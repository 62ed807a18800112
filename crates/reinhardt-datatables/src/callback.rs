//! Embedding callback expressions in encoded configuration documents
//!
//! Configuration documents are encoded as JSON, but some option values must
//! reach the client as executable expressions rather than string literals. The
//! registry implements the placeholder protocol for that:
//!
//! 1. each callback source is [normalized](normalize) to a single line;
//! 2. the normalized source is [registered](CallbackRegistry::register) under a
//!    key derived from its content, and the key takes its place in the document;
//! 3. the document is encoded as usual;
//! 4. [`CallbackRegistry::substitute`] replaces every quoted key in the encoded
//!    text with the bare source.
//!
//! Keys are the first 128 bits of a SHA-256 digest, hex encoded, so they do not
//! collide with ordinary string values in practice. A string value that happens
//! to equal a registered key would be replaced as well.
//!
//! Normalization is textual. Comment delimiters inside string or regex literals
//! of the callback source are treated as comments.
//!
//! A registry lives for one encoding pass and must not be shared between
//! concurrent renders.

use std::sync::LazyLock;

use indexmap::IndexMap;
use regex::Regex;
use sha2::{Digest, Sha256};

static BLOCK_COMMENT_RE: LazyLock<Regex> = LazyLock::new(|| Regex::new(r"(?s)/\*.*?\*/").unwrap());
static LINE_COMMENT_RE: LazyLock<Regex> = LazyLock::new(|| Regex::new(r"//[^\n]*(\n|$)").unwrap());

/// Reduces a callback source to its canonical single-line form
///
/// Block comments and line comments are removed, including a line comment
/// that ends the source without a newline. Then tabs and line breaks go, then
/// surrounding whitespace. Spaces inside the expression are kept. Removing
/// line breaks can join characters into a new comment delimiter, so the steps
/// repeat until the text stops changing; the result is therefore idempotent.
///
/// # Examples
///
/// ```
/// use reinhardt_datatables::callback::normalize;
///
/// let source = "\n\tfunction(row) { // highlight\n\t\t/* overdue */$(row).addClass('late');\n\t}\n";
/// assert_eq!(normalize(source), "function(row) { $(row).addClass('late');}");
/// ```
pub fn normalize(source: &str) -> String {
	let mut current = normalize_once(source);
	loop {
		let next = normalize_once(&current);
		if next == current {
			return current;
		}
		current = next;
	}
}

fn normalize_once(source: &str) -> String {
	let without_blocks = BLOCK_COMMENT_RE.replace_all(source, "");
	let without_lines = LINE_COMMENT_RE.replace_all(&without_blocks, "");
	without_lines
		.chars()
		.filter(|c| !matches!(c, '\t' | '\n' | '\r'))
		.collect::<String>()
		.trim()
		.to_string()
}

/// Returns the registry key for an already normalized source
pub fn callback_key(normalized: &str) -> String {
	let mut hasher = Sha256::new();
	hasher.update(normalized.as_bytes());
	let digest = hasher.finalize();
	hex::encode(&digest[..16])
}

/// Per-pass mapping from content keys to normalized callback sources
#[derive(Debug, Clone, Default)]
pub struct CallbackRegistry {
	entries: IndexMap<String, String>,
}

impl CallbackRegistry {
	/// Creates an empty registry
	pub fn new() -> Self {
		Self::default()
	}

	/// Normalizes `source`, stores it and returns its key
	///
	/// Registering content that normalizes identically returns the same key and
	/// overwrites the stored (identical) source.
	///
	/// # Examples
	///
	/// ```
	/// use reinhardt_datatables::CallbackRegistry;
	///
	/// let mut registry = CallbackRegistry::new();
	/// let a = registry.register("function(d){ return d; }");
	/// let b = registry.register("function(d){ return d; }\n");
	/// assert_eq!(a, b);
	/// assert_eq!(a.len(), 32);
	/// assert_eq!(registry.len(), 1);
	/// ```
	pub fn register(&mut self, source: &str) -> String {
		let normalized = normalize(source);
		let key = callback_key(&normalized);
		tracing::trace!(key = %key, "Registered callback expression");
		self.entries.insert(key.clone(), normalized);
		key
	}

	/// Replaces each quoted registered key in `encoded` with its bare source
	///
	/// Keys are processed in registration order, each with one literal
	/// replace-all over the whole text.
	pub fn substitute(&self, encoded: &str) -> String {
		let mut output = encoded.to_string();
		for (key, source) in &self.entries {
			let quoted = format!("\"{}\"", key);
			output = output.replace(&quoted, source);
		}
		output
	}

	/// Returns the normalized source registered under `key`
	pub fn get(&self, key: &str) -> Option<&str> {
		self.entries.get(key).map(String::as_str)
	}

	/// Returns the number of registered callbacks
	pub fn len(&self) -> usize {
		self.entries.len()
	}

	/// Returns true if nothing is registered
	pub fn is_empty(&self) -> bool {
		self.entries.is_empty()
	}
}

[GOAL OF THE EXERCISE]:
Filter the entries above and return only the lines holding "unwrap".

[ANSWER BOX]:
static BLOCK_COMMENT_RE: LazyLock<Regex> = LazyLock::new(|| Regex::new(r"(?s)/\*.*?\*/").unwrap());
static LINE_COMMENT_RE: LazyLock<Regex> = LazyLock::new(|| Regex::new(r"//[^\n]*(\n|$)").unwrap());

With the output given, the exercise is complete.